---------- DATA SUPPLIED ----------
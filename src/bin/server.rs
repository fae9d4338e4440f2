//! blind-date HTTP server binary.
//!
//! Starts an axum HTTP server that a UI drives through a play-through:
//! persona selection, chat turns, session persistence and analysis.
//!
//! # Environment Variables
//!
//! - `SUPABASE_URL`, `SUPABASE_KEY`: hosted store (required)
//! - `OPENAI_API_KEY`: completion endpoint key; replies degrade without it
//! - `OPENAI_BASE_URL`, `CHAT_MODEL`, `ANALYSIS_MODEL`: completion overrides
//! - `RETRIEVAL_CORPUS`: optional YAML corpus for prompt enrichment
//! - `BLIND_DATE_SECRETS`: fallback secrets file (default: secrets.yaml)
//! - `PORT`: HTTP port (default: 8080)
//! - `RUST_LOG`: Tracing filter (default: "info,blind_date=debug")
//!
//! # Usage
//!
//! ```bash
//! cargo run --bin server
//! ```

use std::sync::Arc;

use anyhow::Context;
use blind_date::chat::ResponseOrchestrator;
use blind_date::llms::{BaseLLM, OpenAICompletion};
use blind_date::rag::{ContextRetriever, KeywordRetriever};
use blind_date::server::{app_router, AppState};
use blind_date::storage::{GameRepository, RestStore};
use blind_date::utilities::config::Settings;

#[tokio::main]
async fn main() -> anyhow::Result<()> {
    if let Err(e) = dotenvy::dotenv() {
        if !e.not_found() {
            eprintln!("Ignoring unreadable .env file: {e}");
        }
    }

    // Initialize tracing
    tracing_subscriber::fmt()
        .with_env_filter(
            tracing_subscriber::EnvFilter::try_from_default_env()
                .unwrap_or_else(|_| "info,blind_date=debug".into()),
        )
        .init();

    let settings = Settings::load().context("loading settings")?;
    tracing::debug!(?settings, "Settings loaded");

    // Completion client; absent key means degraded replies
    let llm: Option<Arc<dyn BaseLLM>> = match &settings.openai_api_key {
        Some(key) => Some(Arc::new(
            OpenAICompletion::new(key.clone(), settings.openai_base_url.clone(), None)
                .context("building completion client")?,
        )),
        None => None,
    };

    // Optional retrieval corpus
    let retriever: Option<Arc<dyn ContextRetriever>> = match &settings.retrieval_corpus {
        Some(path) => match KeywordRetriever::from_yaml_file(path) {
            Ok(retriever) => {
                tracing::info!("Retrieval corpus loaded: {} records", retriever.len());
                Some(Arc::new(retriever))
            }
            Err(e) => {
                tracing::warn!("Retrieval disabled: {e:#}");
                None
            }
        },
        None => None,
    };

    let orchestrator = ResponseOrchestrator::new(llm)
        .with_retriever(retriever)
        .with_models(settings.chat_model.clone(), settings.analysis_model.clone());
    let store = RestStore::new(&settings.store, None).context("building store client")?;
    let repository = GameRepository::new(Arc::new(store));

    let app = app_router(AppState::new(orchestrator, repository));
    let bind_addr = format!("0.0.0.0:{}", settings.port);

    tracing::info!("blind-date server starting on {}", bind_addr);
    tracing::info!("Endpoints:");
    tracing::info!("  GET   /health, /personas");
    tracing::info!("  POST  /chat/start, /chat/reply");
    tracing::info!("  POST  /users, /sessions, /sessions/:id/logs, /sessions/:id/analysis");
    tracing::info!("  PATCH /sessions/:id");

    let listener = tokio::net::TcpListener::bind(&bind_addr)
        .await
        .with_context(|| format!("binding {bind_addr}"))?;

    axum::serve(listener, app).await.context("server failed")?;
    Ok(())
}
//! Error types shared across the game services.
//!
//! These never cross a component boundary: the orchestrator and the
//! repository turn them into sentinel payloads before returning.

use thiserror::Error;

/// Errors raised while resolving settings and secrets.
#[derive(Debug, Error)]
pub enum ConfigError {
    /// A required secret was found neither in the environment nor in the
    /// secrets file.
    #[error("required secret {key} is not set (checked environment and secrets file)")]
    MissingSecret { key: String },

    /// The secrets file exists but could not be read.
    #[error("failed to read secrets file {path}: {source}")]
    SecretsIo {
        path: String,
        #[source]
        source: std::io::Error,
    },

    /// The secrets file is not a flat YAML mapping.
    #[error("failed to parse secrets file {path}: {source}")]
    SecretsParse {
        path: String,
        #[source]
        source: serde_yaml::Error,
    },

    /// A setting holds a value that cannot be used.
    #[error("invalid value for {key}: {message}")]
    Invalid { key: String, message: String },
}

/// Errors from the chat-completion endpoint.
#[derive(Debug, Error)]
pub enum LlmError {
    /// Transport failure talking to the provider.
    #[error("request failed: {0}")]
    Http(#[from] reqwest::Error),

    /// The provider answered with a non-success status.
    #[error("provider returned {status}: {body}")]
    Api { status: u16, body: String },

    /// The provider answered 2xx but without usable message content.
    #[error("provider response has no message content")]
    EmptyResponse,

    /// The body or the model's message was not the JSON we asked for.
    #[error("invalid JSON: {0}")]
    Json(#[from] serde_json::Error),
}

/// Errors from the hosted relational store.
#[derive(Debug, Error)]
pub enum StoreError {
    /// Transport failure talking to the store.
    #[error("request failed: {0}")]
    Http(#[from] reqwest::Error),

    /// The store rejected the request.
    #[error("store returned {status}: {body}")]
    Api { status: u16, body: String },

    /// The store answered with a body that is not a row list.
    #[error("unexpected response body: {0}")]
    Decode(String),
}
----------
> ACTION ITEM
Starting at the first line of the entries above, please extract each line up to and including the line with "tracing_subscriber::EnvFilter::try_from_default_env()", unchanged, and add nothing.

> FINISHED TASK
filename src/bin/server.rs
repository fae9d4338e4440f2
//! blind-date HTTP server binary.
//!
//! Starts an axum HTTP server that a UI drives through a play-through:
//! persona selection, chat turns, session persistence and analysis.
//!
//! # Environment Variables
//!
//! - `SUPABASE_URL`, `SUPABASE_KEY`: hosted store (required)
//! - `OPENAI_API_KEY`: completion endpoint key; replies degrade without it
//! - `OPENAI_BASE_URL`, `CHAT_MODEL`, `ANALYSIS_MODEL`: completion overrides
//! - `RETRIEVAL_CORPUS`: optional YAML corpus for prompt enrichment
//! - `BLIND_DATE_SECRETS`: fallback secrets file (default: secrets.yaml)
//! - `PORT`: HTTP port (default: 8080)
//! - `RUST_LOG`: Tracing filter (default: "info,blind_date=debug")
//!
//! # Usage
//!
//! ```bash
//! cargo run --bin server
//! ```

use std::sync::Arc;

use anyhow::Context;
use blind_date::chat::ResponseOrchestrator;
use blind_date::llms::{BaseLLM, OpenAICompletion};
use blind_date::rag::{ContextRetriever, KeywordRetriever};
use blind_date::server::{app_router, AppState};
use blind_date::storage::{GameRepository, RestStore};
use blind_date::utilities::config::Settings;

#[tokio::main]
async fn main() -> anyhow::Result<()> {
    if let Err(e) = dotenvy::dotenv() {
        if !e.not_found() {
            eprintln!("Ignoring unreadable .env file: {e}");
        }
    }

    // Initialize tracing
    tracing_subscriber::fmt()
        .with_env_filter(
            tracing_subscriber::EnvFilter::try_from_default_env()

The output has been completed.